If you haven’t jumped on the Iceberg bandwagon, there’s never been a better time.
Feeling hesitant? We understand. For many data architects and data engineers, the words “data migration” carry a significant sense of warning.
Luckily, moving to Iceberg isn’t an all-or-nothing proposition. With the right foundations, you can gradually move over your most critical workloads, while leaving the rest of your data where it is.
Interested? Let’s get started.
The roadblocks to adopting Apache Iceberg
Apache Iceberg’s benefits are well-documented. By using metadata differently, Apache Iceberg is able to deploy many additional features compared with the more traditional Hive architecture. In fact, metadata allows Iceberg to support numberous critical features, including time travel, rollback, schema evolution, snapshots, and more.
Iceberg tables provide functionality that traditional table formats simply couldn’t match, making them ideal for modern data platforms with growing, changeable needs.

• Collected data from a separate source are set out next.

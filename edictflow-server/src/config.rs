//! Server configuration

use std::path::PathBuf;
use std::time::Duration;

use crate::error::{Result, ServerError};

const DEFAULT_PORT: u16 = 8420;
const DEFAULT_SWEEP_SECS: u64 = 30;
const DEFAULT_WRITE_TIMEOUT: Duration = Duration::from_secs(10);
const DEFAULT_PING_INTERVAL: Duration = Duration::from_secs(30);
const DEFAULT_OUTBOUND_BUFFER: usize = 256;

/// Server configuration
#[derive(Debug, Clone)]
pub struct ServerConfig {
    /// Port to listen on
    pub port: u16,
    /// Enable CORS
    pub cors_enabled: bool,
    /// How often the sweeper auto-reverts expired temporary changes
    pub sweep_interval: Duration,
    /// Per-frame write deadline on a session
    pub write_timeout: Duration,
    /// Keepalive ping period on a session
    pub ping_interval: Duration,
    /// Outbound frames buffered per session before sends are dropped
    pub outbound_buffer: usize,
    /// SQLite database; in-memory store when absent
    pub database_path: Option<PathBuf>,
    /// JSON bearer token map
    pub tokens_path: Option<PathBuf>,
    /// JSON team/member/permission directory
    pub directory_path: Option<PathBuf>,
}

impl ServerConfig {
    /// Create a new configuration builder
    pub fn builder() -> ServerConfigBuilder {
        ServerConfigBuilder::default()
    }

    /// Read `EDICTFLOW_*` environment variables over the defaults
    pub fn from_env() -> Result<Self> {
        Self::from_lookup(|key| std::env::var(key).ok())
    }

    fn from_lookup(lookup: impl Fn(&str) -> Option<String>) -> Result<Self> {
        let mut builder = Self::builder();
        if let Some(port) = lookup("EDICTFLOW_PORT") {
            let port = port
                .parse()
                .map_err(|_| ServerError::Config(format!("EDICTFLOW_PORT is not a port: {}", port)))?;
            builder = builder.port(port);
        }
        if let Some(secs) = lookup("EDICTFLOW_SWEEP_SECS") {
            let secs: u64 = secs.parse().map_err(|_| {
                ServerError::Config(format!("EDICTFLOW_SWEEP_SECS is not a number: {}", secs))
            })?;
            builder = builder.sweep_interval(Duration::from_secs(secs));
        }
        if let Some(path) = lookup("EDICTFLOW_DB") {
            builder = builder.database_path(path);
        }
        if let Some(path) = lookup("EDICTFLOW_TOKENS") {
            builder = builder.tokens_path(path);
        }
        if let Some(path) = lookup("EDICTFLOW_DIRECTORY") {
            builder = builder.directory_path(path);
        }
        Ok(builder.build())
    }

    /// How long a session reader waits for any frame before giving up
    pub fn read_timeout(&self) -> Duration {
        self.ping_interval * 2 + self.write_timeout
    }
}

impl Default for ServerConfig {
    fn default() -> Self {
        Self::builder().build()
    }
}

/// Builder for ServerConfig
#[derive(Debug, Default)]
pub struct ServerConfigBuilder {
    port: Option<u16>,
    cors_enabled: Option<bool>,
    sweep_interval: Option<Duration>,
    write_timeout: Option<Duration>,
    ping_interval: Option<Duration>,
    outbound_buffer: Option<usize>,
    database_path: Option<PathBuf>,
    tokens_path: Option<PathBuf>,
    directory_path: Option<PathBuf>,
}

impl ServerConfigBuilder {
    /// Set the port
    pub fn port(mut self, port: u16) -> Self {
        self.port = Some(port);
        self
    }

    /// Enable or disable CORS
    pub fn cors(mut self, enabled: bool) -> Self {
        self.cors_enabled = Some(enabled);
        self
    }

    /// Sweep period; clamped to at most one minute
    pub fn sweep_interval(mut self, interval: Duration) -> Self {
        self.sweep_interval = Some(interval);
        self
    }

    pub fn write_timeout(mut self, timeout: Duration) -> Self {
        self.write_timeout = Some(timeout);
        self
    }

    pub fn ping_interval(mut self, interval: Duration) -> Self {
        self.ping_interval = Some(interval);
        self
    }

    pub fn outbound_buffer(mut self, frames: usize) -> Self {
        self.outbound_buffer = Some(frames);
        self
    }

    pub fn database_path(mut self, path: impl Into<PathBuf>) -> Self {
        self.database_path = Some(path.into());
        self
    }

    pub fn tokens_path(mut self, path: impl Into<PathBuf>) -> Self {
        self.tokens_path = Some(path.into());
        self
    }

    pub fn directory_path(mut self, path: impl Into<PathBuf>) -> Self {
        self.directory_path = Some(path.into());
        self
    }

    /// Build the configuration
    pub fn build(self) -> ServerConfig {
        let sweep = self
            .sweep_interval
            .unwrap_or(Duration::from_secs(DEFAULT_SWEEP_SECS))
            .clamp(Duration::from_secs(1), Duration::from_secs(60));
        ServerConfig {
            port: self.port.unwrap_or(DEFAULT_PORT),
            cors_enabled: self.cors_enabled.unwrap_or(true),
            sweep_interval: sweep,
            write_timeout: self.write_timeout.unwrap_or(DEFAULT_WRITE_TIMEOUT),
            ping_interval: self.ping_interval.unwrap_or(DEFAULT_PING_INTERVAL),
            outbound_buffer: self.outbound_buffer.unwrap_or(DEFAULT_OUTBOUND_BUFFER).max(1),
            database_path: self.database_path,
            tokens_path: self.tokens_path,
            directory_path: self.directory_path,
        }
    }
}

#[cfg(test)]
mod tests {
    use super::*;
    use std::collections::HashMap;

    fn lookup(vars: &[(&str, &str)]) -> impl Fn(&str) -> Option<String> {
        let map: HashMap<String, String> = vars
            .iter()
            .map(|(k, v)| (k.to_string(), v.to_string()))
            .collect();
        move |key| map.get(key).cloned()
    }

    #[test]
    fn test_defaults() {
        let config = ServerConfig::default();
        assert_eq!(config.port, 8420);
        assert_eq!(config.write_timeout, Duration::from_secs(10));
        assert_eq!(config.ping_interval, Duration::from_secs(30));
        assert_eq!(config.outbound_buffer, 256);
        assert_eq!(config.sweep_interval, Duration::from_secs(30));
        assert!(config.database_path.is_none());
    }

    #[test]
    fn test_env_overrides() {
        let config = ServerConfig::from_lookup(lookup(&[
            ("EDICTFLOW_PORT", "9000"),
            ("EDICTFLOW_DB", "/var/lib/edictflow.db"),
            ("EDICTFLOW_SWEEP_SECS", "5"),
        ]))
        .unwrap();
        assert_eq!(config.port, 9000);
        assert_eq!(config.sweep_interval, Duration::from_secs(5));
        assert_eq!(
            config.database_path,
            Some(PathBuf::from("/var/lib/edictflow.db"))
        );
    }

    #[test]
    fn test_sweep_runs_at_least_once_per_minute() {
        let config = ServerConfig::builder()
            .sweep_interval(Duration::from_secs(600))
            .build();
        assert_eq!(config.sweep_interval, Duration::from_secs(60));
    }

    #[test]
    fn test_bad_port_is_config_error() {
        let err = ServerConfig::from_lookup(lookup(&[("EDICTFLOW_PORT", "eighty")])).unwrap_err();
        assert!(matches!(err, ServerError::Config(_)));
    }
}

Given the list of features, it’s no wonder so many teams want to migrate to Iceberg. So why isn’t all of the world’s data on Iceberg? The reasons might include some of the following.
All or nothing thinking
This is the bane of every data migration effort. This attitude comes from a fraught legacy of indiscriminate centralization that has characterized so many organizational data projects. Instead of focusing on a single critical dataset and running a pilot, teams try to boil the ocean and migrate everything to Iceberg in one shot.
This type of thinking also pops up with datasets that are technically (or even legally) hard to move. You may, for example, have data in Delta Lake format that you’re convinced needs to stay there. Some teams point to these datasets as reasons they can’t move anything to Apache Iceberg.
Maintenance concerns
Iceberg performance does degrade over time if you’re not watchful. Like any other data toolchain, Iceberg tables must be monitored and maintained to remain optimized. Regular compaction of data files, optimizing partitioning strategies, and metadata management are essential. Teams that don’t realize this might see disappointing results from Apache Iceberg over the first few months of usage, discouraging further adoption.
Governance concerns
Apache Iceberg contains features that make it easier to run secure, compliant workloads. But it needs to be properly integrated into your data stack to realize them.
Also, as a relatively new technology, Apache Iceberg use likely requires formal organizational approval. This can slow down efforts at adoption unless a case can be made for it internally.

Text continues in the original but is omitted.